The Canadian Charter for Human Rights prohibits discrimination on the basis of age and disability. If pickets, letters and rallies don’t work, votes will. Until election, perhaps it is time that taxpayers placed their taxes in a holding account, released when the Alberta Conservative government admits these program cuts are discriminatory and endanger health. Hold the funds, until they restore programs and transparently account for all the retracted or reallocated dollars.
In the 90’s, when the Alberta government tried to implement user fees and extra billing for medical supplies and services, citizen outcry forced the Federal government to step in to stop the erosion of health care. The Federal government withheld Canadian Health Transfer (CHT) dollars. The Alberta Government divesting health care to private providers is another run around tactic, to achieve what they set out to do the in the 90’s.

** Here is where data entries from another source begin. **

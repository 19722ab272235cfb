//! Day-count helpers for ages and service lengths.
//!
//! Career dates are `jiff::civil::Date`s, but every figure the engine consumes is a decimal
//! number of years. The helpers here use Rata Die day-numbering so that a day difference is a
//! plain integer subtraction with no `Span` normalisation involved.

use jiff::civil::Date;

/// Average Gregorian year length used to turn day counts into decimal years.
pub const DAYS_PER_YEAR: f64 = 365.25;

#[inline]
pub fn is_leap_year(year: i16) -> bool {
    (year % 4 == 0 && year % 100 != 0) || (year % 400 == 0)
}

#[inline]
pub fn days_in_year(year: i16) -> i32 {
    if is_leap_year(year) { 366 } else { 365 }
}

/// Convert a civil date to a Rata Die day number (days since 0001-01-01).
///
/// Uses the proleptic Gregorian calendar algorithm from Baum (2017).
#[inline]
fn rata_die(d: Date) -> i32 {
    let y = d.year() as i32;
    let m = d.month() as i32;
    let day = d.day() as i32;

    // Shift March = month 1 so Feb (end of "year") is month 12
    let a = (14 - m) / 12;
    let y2 = y - a;
    let m2 = m + 12 * a - 3;

    day + (153 * m2 + 2) / 5 + 365 * y2 + y2 / 4 - y2 / 100 + y2 / 400 - 306
}

/// Number of days between two dates (`to - from`), positive when `to > from`.
#[inline]
pub fn days_between(from: Date, to: Date) -> i32 {
    rata_die(to) - rata_die(from)
}

/// Decimal years between two dates, e.g. a service length or an age.
#[inline]
pub fn decimal_years_between(from: Date, to: Date) -> f64 {
    f64::from(days_between(from, to)) / DAYS_PER_YEAR
}

/// Fraction of the calendar year that has elapsed before `date` (Jan 1 → 0.0).
#[inline]
pub fn fraction_of_year_elapsed(date: Date) -> f64 {
    let jan_1 = jiff::civil::date(date.year(), 1, 1);
    f64::from(days_between(jan_1, date)) / f64::from(days_in_year(date.year()))
}

#[cfg(test)]
mod tests {
    use super::*;
    use jiff::civil::date;

    #[test]
    fn test_days_between_matches_jiff() {
        let pairs = [
            (date(1970, 3, 15), date(2027, 3, 15)),
            (date(2024, 2, 28), date(2024, 3, 1)),
            (date(1999, 12, 31), date(2000, 1, 1)),
            (date(2025, 6, 1), date(2020, 6, 1)),
        ];
        for (a, b) in pairs {
            let expected = (b - a).get_days();
            assert_eq!(days_between(a, b), expected, "{a} -> {b}");
        }
    }

    #[test]
    fn test_decimal_years_between() {
        let years = decimal_years_between(date(1970, 1, 1), date(2027, 1, 1));
        assert!((years - 57.0).abs() < 0.01, "got {years}");
    }

    #[test]
    fn test_fraction_of_year_elapsed() {
        assert_eq!(fraction_of_year_elapsed(date(2025, 1, 1)), 0.0);
        let mid = fraction_of_year_elapsed(date(2025, 7, 2));
        assert!((mid - 182.0 / 365.0).abs() < 1e-12);
        let leap = fraction_of_year_elapsed(date(2024, 12, 31));
        assert!((leap - 365.0 / 366.0).abs() < 1e-12);
    }
}
//! FERS basic annuity, special retirement supplement and COLA

use crate::error::{ValidationError, finite, non_negative};
use crate::model::{AnnuityResult, AnnuityRules, CareerRecord, EligibilityKind};

/// Compute the annual annuity payable at separation.
///
/// Only MRA+10 retirements are reduced: 5% for each whole year the retiree is under the
/// unreduced age, clamped to [0, 1].
pub fn compute_annuity(
    high3: f64,
    service_years: f64,
    age_at_separation: f64,
    kind: EligibilityKind,
    rules: &AnnuityRules,
) -> Result<AnnuityResult, ValidationError> {
    let high3 = non_negative("high3", high3)?;
    let service_years = non_negative("service_years", service_years)?;
    let age = finite("age_at_separation", age_at_separation)?;
    let multiplier = non_negative("multiplier", rules.multiplier)?;

    let gross_annual_annuity = high3 * service_years * multiplier;

    let reduction_factor = match kind {
        EligibilityKind::MraPlus10Reduced if age < rules.unreduced_age => {
            let years_under = (rules.unreduced_age - age).floor();
            (1.0 - rules.reduction_per_year * years_under).clamp(0.0, 1.0)
        }
        _ => 1.0,
    };

    Ok(AnnuityResult {
        multiplier,
        gross_annual_annuity,
        reduction_factor,
        net_annual_annuity: gross_annual_annuity * reduction_factor,
    })
}

/// Annual special retirement supplement.
///
/// Paid only to full immediate retirees who separate before the unreduced age, approximating
/// the Social Security earned during federal service: `ss_at_62 * floor(service) / 40`.
pub fn fers_supplement(
    kind: EligibilityKind,
    age_at_separation: f64,
    service_years: f64,
    annual_ss_at_62: f64,
    rules: &AnnuityRules,
) -> Result<f64, ValidationError> {
    let service_years = non_negative("service_years", service_years)?;
    let annual_ss_at_62 = non_negative("annual_ss_at_62", annual_ss_at_62)?;
    if kind != EligibilityKind::FullImmediate || age_at_separation >= rules.unreduced_age {
        return Ok(0.0);
    }
    if rules.supplement_divisor <= 0.0 {
        return Err(ValidationError::OutOfRange {
            field: "supplement_divisor",
            value: rules.supplement_divisor,
            reason: "must be positive",
        });
    }
    Ok(annual_ss_at_62 * service_years.floor() / rules.supplement_divisor)
}

/// FERS "diet" COLA for a year with the given CPI change.
///
/// CPI up to 2% passes through; 2-3% is held at 2%; above 3% the retiree gets CPI minus one
/// point. Deflation never cuts the annuity.
#[must_use]
pub fn diet_cola(inflation: f64) -> f64 {
    if inflation <= 0.0 {
        0.0
    } else if inflation <= 0.02 {
        inflation
    } else if inflation <= 0.03 {
        0.02
    } else {
        inflation - 0.01
    }
}

/// First calendar year in which the annuity is paid, if ever.
///
/// Immediate retirements start in the separation year; deferred annuities start in the year
/// the former employee reaches the unreduced age.
#[must_use]
pub fn annuity_start_year(
    career: &CareerRecord,
    kind: EligibilityKind,
    rules: &AnnuityRules,
) -> Option<i16> {
    match kind {
        EligibilityKind::FullImmediate | EligibilityKind::MraPlus10Reduced => {
            Some(career.separation_year())
        }
        EligibilityKind::Deferred => {
            let unreduced_year = career.birth_year() + rules.unreduced_age.ceil() as i16;
            Some(unreduced_year.max(career.separation_year()))
        }
        EligibilityKind::NotEligible => None,
    }
}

Under the CHT program and the Canada Health Act, it is stated that continued access to quality health care without financial or other barriers are critical to maintaining and improving the health and well-being of Canadians. The primary objective is to protect, promote and restore the physical and mental well-being of residents of Canada and to facilitate reasonable access to health services without financial or other barriers. Mapleleafweb: The Canada Health Act: Provisions & Administration Another provision in the CHT is that insurance plans must provide for reasonable access to insured services on uniform terms and conditions, un-precluded, unimpeded, either directly or indirectly, by charges (user charges or extra-billing) or other means (age, health status or financial circumstances). Will private providers provide care to those without adequate insurance? Will seniors or disabled be getting the same care as other citizens? The Alberta government is no longer the healthcare provider when they have passed clients into private hands, and so are they technically even entitled to CHT taxpayer dollars?

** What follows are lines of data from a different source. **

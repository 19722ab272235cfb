//! Elective-deferral limits shared by the Traditional and Roth accounts
//!
//! Both accounts draw from one annual ceiling. Traditional is always resolved first; Roth gets
//! whatever is left. Instead of a global running total, the caller threads a
//! [`ContributionCapState`] from the Traditional allocation into the Roth allocation of the
//! same year.

use serde::{Deserialize, Serialize};

use crate::error::{ValidationError, non_negative};
use crate::model::ContributionLimitTable;

#[derive(Debug, Clone, Copy, PartialEq, Serialize, Deserialize)]
pub struct Allocation {
    pub traditional: f64,
    pub roth: f64,
}

impl Allocation {
    #[must_use]
    pub fn total(&self) -> f64 {
        self.traditional + self.roth
    }
}

/// Limit bookkeeping for one calendar year
#[derive(Debug, Clone, Copy, PartialEq, Serialize, Deserialize)]
pub struct ContributionCapState {
    pub calendar_year: i16,
    pub catch_up_eligible: bool,
    /// Combined employee limit, catch-up included when eligible
    pub limit: f64,
    /// Already allocated to an account this year
    pub consumed: f64,
}

impl ContributionCapState {
    pub fn for_year(
        calendar_year: i16,
        catch_up_eligible: bool,
        table: &ContributionLimitTable,
    ) -> Result<Self, ValidationError> {
        Ok(Self {
            calendar_year,
            catch_up_eligible,
            limit: table.limit(calendar_year, catch_up_eligible)?,
            consumed: 0.0,
        })
    }

    /// Record an amount a peer account already took from this year's limit.
    pub fn with_consumed(mut self, peer_contribution: f64) -> Result<Self, ValidationError> {
        self.consumed += non_negative("peer_contribution", peer_contribution)?;
        Ok(self)
    }

    #[must_use]
    pub fn remaining(&self) -> f64 {
        (self.limit - self.consumed).max(0.0)
    }

    /// Take up to `requested` from the remaining limit. Returns the granted amount and the
    /// state to hand to the next account.
    pub fn take(self, requested: f64) -> Result<(f64, Self), ValidationError> {
        let requested = non_negative("requested_contribution", requested)?;
        let granted = requested.min(self.remaining());
        Ok((
            granted,
            Self {
                consumed: self.consumed + granted,
                ..self
            },
        ))
    }
}

/// Traditional side of the year's allocation. Returns the granted deferral and the state the
/// Roth allocation must start from.
pub fn allocate_traditional(
    requested: f64,
    calendar_year: i16,
    catch_up_eligible: bool,
    table: &ContributionLimitTable,
) -> Result<(f64, ContributionCapState), ValidationError> {
    ContributionCapState::for_year(calendar_year, catch_up_eligible, table)?.take(requested)
}

/// Roth side of the year's allocation, resolved against whatever Traditional left.
pub fn allocate_roth(requested: f64, state: ContributionCapState) -> Result<f64, ValidationError> {
    Ok(state.take(requested)?.0)
}

/// Split requested employee contributions across both accounts under the year's limit.
pub fn allocate(
    requested_traditional: f64,
    requested_roth: f64,
    calendar_year: i16,
    catch_up_eligible: bool,
    table: &ContributionLimitTable,
) -> Result<Allocation, ValidationError> {
    let requested_traditional = non_negative("requested_traditional", requested_traditional)?;
    let requested_roth = non_negative("requested_roth", requested_roth)?;

    let (traditional, state) =
        allocate_traditional(requested_traditional, calendar_year, catch_up_eligible, table)?;
    let roth = allocate_roth(requested_roth, state)?;

    Ok(Allocation { traditional, roth })
}
//! Career record: the fixed facts a projection starts from

use jiff::civil::Date;
use serde::{Deserialize, Serialize};

use crate::date_math::decimal_years_between;
use crate::error::{ValidationError, non_negative};
use crate::model::LeaveRules;

/// Dates and pay history of one federal career.
///
/// Built once per projection run and never mutated by the engine.
#[derive(Debug, Clone, PartialEq, Serialize, Deserialize)]
pub struct CareerRecord {
    pub birth_date: Date,
    pub hire_date: Date,
    /// Separation (retirement) date
    pub separation_date: Date,
    /// Service counted in the annuity computation, in (possibly fractional) years
    pub creditable_service_years: f64,
    /// Service counted toward eligibility when it differs from the computation figure
    /// (unused sick leave only counts toward the latter)
    #[serde(default, skip_serializing_if = "Option::is_none")]
    pub eligibility_service_years: Option<f64>,
    pub high3_salary: f64,
}

impl CareerRecord {
    pub fn new(
        birth_date: Date,
        hire_date: Date,
        separation_date: Date,
        creditable_service_years: f64,
        high3_salary: f64,
    ) -> Result<Self, ValidationError> {
        let record = Self {
            birth_date,
            hire_date,
            separation_date,
            creditable_service_years,
            eligibility_service_years: None,
            high3_salary,
        };
        record.validate()?;
        Ok(record)
    }

    /// Build a record whose service figures come from a [`CreditableService`] breakdown.
    pub fn from_service(
        birth_date: Date,
        separation_date: Date,
        service: &CreditableService,
        rules: &LeaveRules,
        high3_salary: f64,
    ) -> Result<Self, ValidationError> {
        let record = Self {
            birth_date,
            hire_date: service.hire_date,
            separation_date,
            creditable_service_years: service.computation_years(separation_date, rules)?,
            eligibility_service_years: Some(service.eligibility_years(separation_date)?),
            high3_salary,
        };
        record.validate()?;
        Ok(record)
    }

    /// Records loaded from configuration bypass [`CareerRecord::new`], so every consumer
    /// validates again before use.
    pub fn validate(&self) -> Result<(), ValidationError> {
        if self.hire_date <= self.birth_date {
            return Err(ValidationError::InvalidCareer(
                "hire date must be after birth date",
            ));
        }
        if self.separation_date < self.hire_date {
            return Err(ValidationError::InvalidCareer(
                "separation date must not precede hire date",
            ));
        }
        non_negative("creditable_service_years", self.creditable_service_years)?;
        if let Some(years) = self.eligibility_service_years {
            non_negative("eligibility_service_years", years)?;
        }
        non_negative("high3_salary", self.high3_salary)?;
        Ok(())
    }

    #[must_use]
    pub fn birth_year(&self) -> i16 {
        self.birth_date.year()
    }

    #[must_use]
    pub fn separation_year(&self) -> i16 {
        self.separation_date.year()
    }

    /// Decimal age on the separation date
    #[must_use]
    pub fn age_at_separation(&self) -> f64 {
        decimal_years_between(self.birth_date, self.separation_date)
    }

    #[must_use]
    pub fn eligibility_years(&self) -> f64 {
        self.eligibility_service_years
            .unwrap_or(self.creditable_service_years)
    }

    /// Age attained during calendar `year`
    #[must_use]
    pub fn age_in_year(&self, year: i16) -> i16 {
        year - self.birth_year()
    }
}

/// Components of creditable service
#[derive(Debug, Clone, PartialEq, Serialize, Deserialize)]
pub struct CreditableService {
    pub hire_date: Date,
    /// Military service whose deposit has been paid
    #[serde(default)]
    pub military_buyback_years: f64,
    /// Sick leave left unused at separation
    #[serde(default)]
    pub unused_sick_leave_hours: f64,
}

impl CreditableService {
    fn civilian_years(&self, separation_date: Date) -> Result<f64, ValidationError> {
        if separation_date < self.hire_date {
            return Err(ValidationError::InvalidCareer(
                "separation date must not precede hire date",
            ));
        }
        Ok(decimal_years_between(self.hire_date, separation_date))
    }

    /// Civilian plus bought-back military service
    pub fn eligibility_years(&self, separation_date: Date) -> Result<f64, ValidationError> {
        let military = non_negative("military_buyback_years", self.military_buyback_years)?;
        Ok(self.civilian_years(separation_date)? + military)
    }

    /// Eligibility service plus sick leave converted at the work-year rate
    pub fn computation_years(
        &self,
        separation_date: Date,
        rules: &LeaveRules,
    ) -> Result<f64, ValidationError> {
        let sick = crate::leave::sick_leave_service_credit(self.unused_sick_leave_hours, rules)?;
        Ok(self.eligibility_years(separation_date)? + sick)
    }
}

#[cfg(test)]
mod tests {
    use super::*;
    use jiff::civil::date;

    #[test]
    fn test_new_rejects_inverted_dates() {
        let err = CareerRecord::new(
            date(1970, 1, 1),
            date(2000, 1, 1),
            date(1999, 1, 1),
            10.0,
            100_000.0,
        );
        assert!(matches!(err, Err(ValidationError::InvalidCareer(_))));
    }

    #[test]
    fn test_new_rejects_negative_high3() {
        let err = CareerRecord::new(
            date(1970, 1, 1),
            date(2000, 1, 1),
            date(2027, 1, 1),
            27.0,
            -1.0,
        );
        assert!(matches!(
            err,
            Err(ValidationError::Negative {
                field: "high3_salary",
                ..
            })
        ));
    }

    #[test]
    fn test_from_service_adds_buyback_and_sick_leave() {
        let service = CreditableService {
            hire_date: date(2000, 1, 1),
            military_buyback_years: 2.0,
            unused_sick_leave_hours: 2087.0,
        };
        let record = CareerRecord::from_service(
            date(1970, 1, 1),
            date(2027, 1, 1),
            &service,
            &LeaveRules::default(),
            110_000.0,
        )
        .unwrap();

        let civilian = decimal_years_between(date(2000, 1, 1), date(2027, 1, 1));
        assert!((record.eligibility_years() - (civilian + 2.0)).abs() < 1e-9);
        assert!((record.creditable_service_years - (civilian + 3.0)).abs() < 1e-9);
    }

    #[test]
    fn test_age_helpers() {
        let record = CareerRecord::new(
            date(1970, 6, 1),
            date(2000, 1, 1),
            date(2027, 6, 1),
            27.4,
            110_000.0,
        )
        .unwrap();
        assert_eq!(record.birth_year(), 1970);
        assert_eq!(record.age_in_year(2027), 57);
        assert!((record.age_at_separation() - 57.0).abs() < 0.01);
        assert_eq!(record.eligibility_years(), 27.4);
    }
}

This step is the first in the ultimate decline of health care provision. Before universal healthcare started, Malcolm Taylor wrote that most Canadians daily faced potential catastrophic physical and financial consequences of unpredictable illness, accident, and disability, and any providers unwilling to deny needed care for those who needed it had growing bad debts.

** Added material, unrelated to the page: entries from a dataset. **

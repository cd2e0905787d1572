//! Options for writing and reading worlds.

use dots_ecs::{Entity, MAX_CHUNKS_PER_BLOCK};
use uuid::Uuid;

/// Options for [`serialize_world`](crate::serialize_world).
#[derive(Clone, Debug, Default)]
pub struct SerializeOptions {
    /// Write a table of type names so an unknown type hash can be reported
    /// by name when the file is read.
    pub debug_type_names: bool,
    /// Entity to mark as the root of a prefab.
    pub prefab_root: Option<Entity>,
    /// Id of the container; nil when unset.
    pub file_id: Option<Uuid>,
}

impl SerializeOptions {
    #[must_use]
    pub fn new() -> Self {
        Self::default()
    }

    #[must_use]
    pub const fn with_debug_type_names(mut self, enabled: bool) -> Self {
        self.debug_type_names = enabled;
        self
    }

    #[must_use]
    pub const fn with_prefab_root(mut self, root: Entity) -> Self {
        self.prefab_root = Some(root);
        self
    }

    #[must_use]
    pub const fn with_file_id(mut self, id: Uuid) -> Self {
        self.file_id = Some(id);
        self
    }
}

/// Options for [`deserialize_world`](crate::deserialize_world).
#[derive(Clone, Debug)]
pub struct DeserializeOptions {
    /// Upper bound on chunks requested per contiguous block allocation.
    pub max_chunks_per_block: usize,
}

impl Default for DeserializeOptions {
    fn default() -> Self {
        Self {
            max_chunks_per_block: MAX_CHUNKS_PER_BLOCK,
        }
    }
}

impl DeserializeOptions {
    #[must_use]
    pub fn new() -> Self {
        Self::default()
    }

    /// Clamped to at least one chunk.
    #[must_use]
    pub fn with_max_chunks_per_block(mut self, chunks: usize) -> Self {
        self.max_chunks_per_block = chunks.max(1);
        self
    }
}
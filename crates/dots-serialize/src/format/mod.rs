//! Node-tree container.
//!
//! A container is a file header followed by three sections. Node data is
//! streamed while the tree is built, so it comes first; metadata and node
//! headers are only known once every node is closed.
//!
//! ```text
//! ┌──────────────┬───────────────────┬───────────────────┬──────────────────┐
//! │ FileHeader   │ data              │ metadata          │ node headers     │
//! │ 140 bytes    │ node payloads     │ {BlobHeader,      │ pre-order, each  │
//! │ magic, ids,  │ in close order    │  padded bytes}    │ with sibling     │
//! │ section offs │                   │ per node          │ offset and counts│
//! └──────────────┴───────────────────┴───────────────────┴──────────────────┘
//! ```
//!
//! Segment offsets inside node headers are relative to their section; the
//! sections' offsets are relative to the start of the container.

mod header;
mod node;
mod reader;
mod string_table;
mod writer;

pub use header::{CURRENT_FILE_FORMAT_VERSION, FILE_HEADER_SIZE, FILE_TYPE_CAPACITY, FileHeader, MAGIC};
pub use node::{NODE_HEADER_SIZE, NodeHeader, NodeLayout, NodeType, Segment};
pub use reader::{ContainerReader, MAX_NODE_DEPTH, NodeChildren, NodeInfo, NodeRef};
pub use string_table::{FixedCapacity, INVALID_OFFSET, INVALID_UTF8, StringTable, StringTableWriter};
pub use writer::{ContainerConfig, ContainerWriter, NodeHandle};

/// Longest prefix of `s` that fits in `max` bytes without splitting a char.
pub(crate) fn truncate_utf8(s: &str, max: usize) -> &str {
    if s.len() <= max {
        return s;
    }
    let mut end = max;
    while !s.is_char_boundary(end) {
        end -= 1;
    }
    s.get(..end).unwrap_or_default()
}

Universal healthcare is woven into the fabric of Alberta and Canadian society. We are known throughout the world for our concern for our fellow man. When we cease to care for one another, society will cease to care about us.
Alberta government officials need to look at cutting their own material comforts, reawaken their moral and social values and walk a mile in these people’s shoes. No one gave these seniors a profitable retirement bundle that will supply all their retirement needs, but seniors and all Alberta taxpayers does give that to government officials and more. Albertans expect their elected officials to find a way to provide for and honour the citizens that built this province. Through many years of hard work, blood, sweat and tears, they have earned the right for exceptional, not just adequate and definitely not inadequate, healthcare. We need to make them listen or their hardships will be our own.